__EXERCISE MATERIALS__
───
//! Linear interpolation implementation.

use super::{check_strictly_increasing, lower_segment, Interpolator};
use crate::types::InterpolationError;
use num_traits::Float;

/// Piecewise linear interpolator.
///
/// Stores strictly increasing `(x, y)` pillars and interpolates linearly
/// between adjacent pillars. [`interpolate_flat`](LinearInterpolator::interpolate_flat)
/// additionally extends the end values flat beyond the pillar range, which is
/// how term-structure curves are extrapolated.
///
/// # Type Parameters
///
/// * `T` - Floating-point type (e.g., `f64`)
///
/// # Example
///
/// ```
/// use pricer_core::math::interpolators::{Interpolator, LinearInterpolator};
///
/// let xs = [0.0, 1.0, 2.0, 3.0];
/// let ys = [0.0, 2.0, 4.0, 6.0];
///
/// let interp = LinearInterpolator::new(&xs, &ys).unwrap();
/// assert_eq!(interp.domain(), (0.0, 3.0));
/// assert_eq!(interp.interpolate_flat(10.0), 6.0);
/// ```
#[derive(Debug, Clone, PartialEq)]
pub struct LinearInterpolator<T: Float> {
    xs: Vec<T>,
    ys: Vec<T>,
}

impl<T: Float> LinearInterpolator<T> {
    /// Construct a linear interpolator from pillar data.
    ///
    /// # Arguments
    ///
    /// * `xs` - Strictly increasing abscissae (at least 2)
    /// * `ys` - Values at each abscissa
    ///
    /// # Errors
    ///
    /// * `InterpolationError::InvalidInput` - Mismatched lengths or non-finite values
    /// * `InterpolationError::InsufficientData` - Fewer than 2 points
    /// * `InterpolationError::NonMonotonicData` - `xs` not strictly increasing
    ///
    /// # Example
    ///
    /// ```
    /// use pricer_core::math::interpolators::LinearInterpolator;
    ///
    /// assert!(LinearInterpolator::new(&[0.0, 1.0], &[0.0, 1.0]).is_ok());
    /// assert!(LinearInterpolator::new(&[1.0, 0.0], &[0.0, 1.0]).is_err());
    /// ```
    pub fn new(xs: &[T], ys: &[T]) -> Result<Self, InterpolationError> {
        if xs.len() != ys.len() {
            return Err(InterpolationError::InvalidInput(format!(
                "xs and ys must have same length: got {} and {}",
                xs.len(),
                ys.len()
            )));
        }
        check_strictly_increasing(xs, 2)?;
        if let Some(i) = ys.iter().position(|y| !y.is_finite()) {
            return Err(InterpolationError::InvalidInput(format!(
                "non-finite value at index {}",
                i
            )));
        }

        Ok(Self {
            xs: xs.to_vec(),
            ys: ys.to_vec(),
        })
    }

    /// Pillar abscissae.
    #[inline]
    pub fn xs(&self) -> &[T] {
        &self.xs
    }

    /// Pillar values.
    #[inline]
    pub fn ys(&self) -> &[T] {
        &self.ys
    }

    /// Number of pillars.
    #[inline]
    pub fn len(&self) -> usize {
        self.xs.len()
    }

    /// Always false for a constructed interpolator.
    #[inline]
    pub fn is_empty(&self) -> bool {
        self.xs.is_empty()
    }

    /// Interpolate inside the pillar range and hold the end values outside it.
    pub fn interpolate_flat(&self, x: T) -> T {
        let n = self.xs.len();
        if x <= self.xs[0] {
            return self.ys[0];
        }
        if x >= self.xs[n - 1] {
            return self.ys[n - 1];
        }
        self.segment_value(x)
    }

    /// Apply `f` to every pillar value, keeping the abscissae.
    pub fn map_values<F>(&self, f: F) -> Self
    where
        F: Fn(T) -> T,
    {
        Self {
            xs: self.xs.clone(),
            ys: self.ys.iter().map(|&y| f(y)).collect(),
        }
    }

    #[inline]
    fn segment_value(&self, x: T) -> T {
        let i = lower_segment(&self.xs, x);
        let (x0, x1) = (self.xs[i], self.xs[i + 1]);
        let (y0, y1) = (self.ys[i], self.ys[i + 1]);
        y0 + (y1 - y0) * (x - x0) / (x1 - x0)
    }
}

impl<T: Float> Interpolator<T> for LinearInterpolator<T> {
    /// Interpolate value at point `x`.
    ///
    /// ```text
    /// y = y0 + (y1 - y0) * (x - x0) / (x1 - x0)
    /// ```
    fn interpolate(&self, x: T) -> Result<T, InterpolationError> {
        let (x_min, x_max) = self.domain();
        if x < x_min || x > x_max {
            return Err(InterpolationError::OutOfBounds {
                x: x.to_f64().unwrap_or(f64::NAN),
                min: x_min.to_f64().unwrap_or(f64::NAN),
                max: x_max.to_f64().unwrap_or(f64::NAN),
            });
        }
        Ok(self.segment_value(x))
    }

    #[inline]
    fn domain(&self) -> (T, T) {
        (self.xs[0], self.xs[self.xs.len() - 1])
    }
}
//! Numerical building blocks.
//!
//! - [`interpolators`]: One- and two-dimensional interpolation
//! - [`solvers`]: Bracketing root finders

pub mod interpolators;
pub mod solvers;
//! Error types for the smile demo.

use pricer_core::market_data::MarketDataError;
use pricer_models::instruments::InstrumentError;
use pricer_pricing::pde::PdeError;
use thiserror::Error;

/// Smile demo error type
#[derive(Debug, Error)]
pub enum SmileError {
    /// Configuration error
    #[error("Configuration error: {0}")]
    Config(#[from] crate::config::ConfigError),

    /// Market construction error
    #[error("Market data error: {0}")]
    MarketData(#[from] MarketDataError),

    /// Option construction error
    #[error("Instrument error: {0}")]
    Instrument(#[from] InstrumentError),

    /// Solver or Greek error
    #[error("Pricing error: {0}")]
    Pricing(#[from] PdeError),

    /// Report serialisation error
    #[error("Output error: {0}")]
    Output(String),
}

/// Result alias for the smile demo
pub type Result<T> = std::result::Result<T, SmileError>;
───
__TASK DETAILS__
Only lines containing "crate" belong in the answer; copy every such line from the records.

__RESULT BELOW__
use crate::types::InterpolationError;
    Config(#[from] crate::config::ConfigError),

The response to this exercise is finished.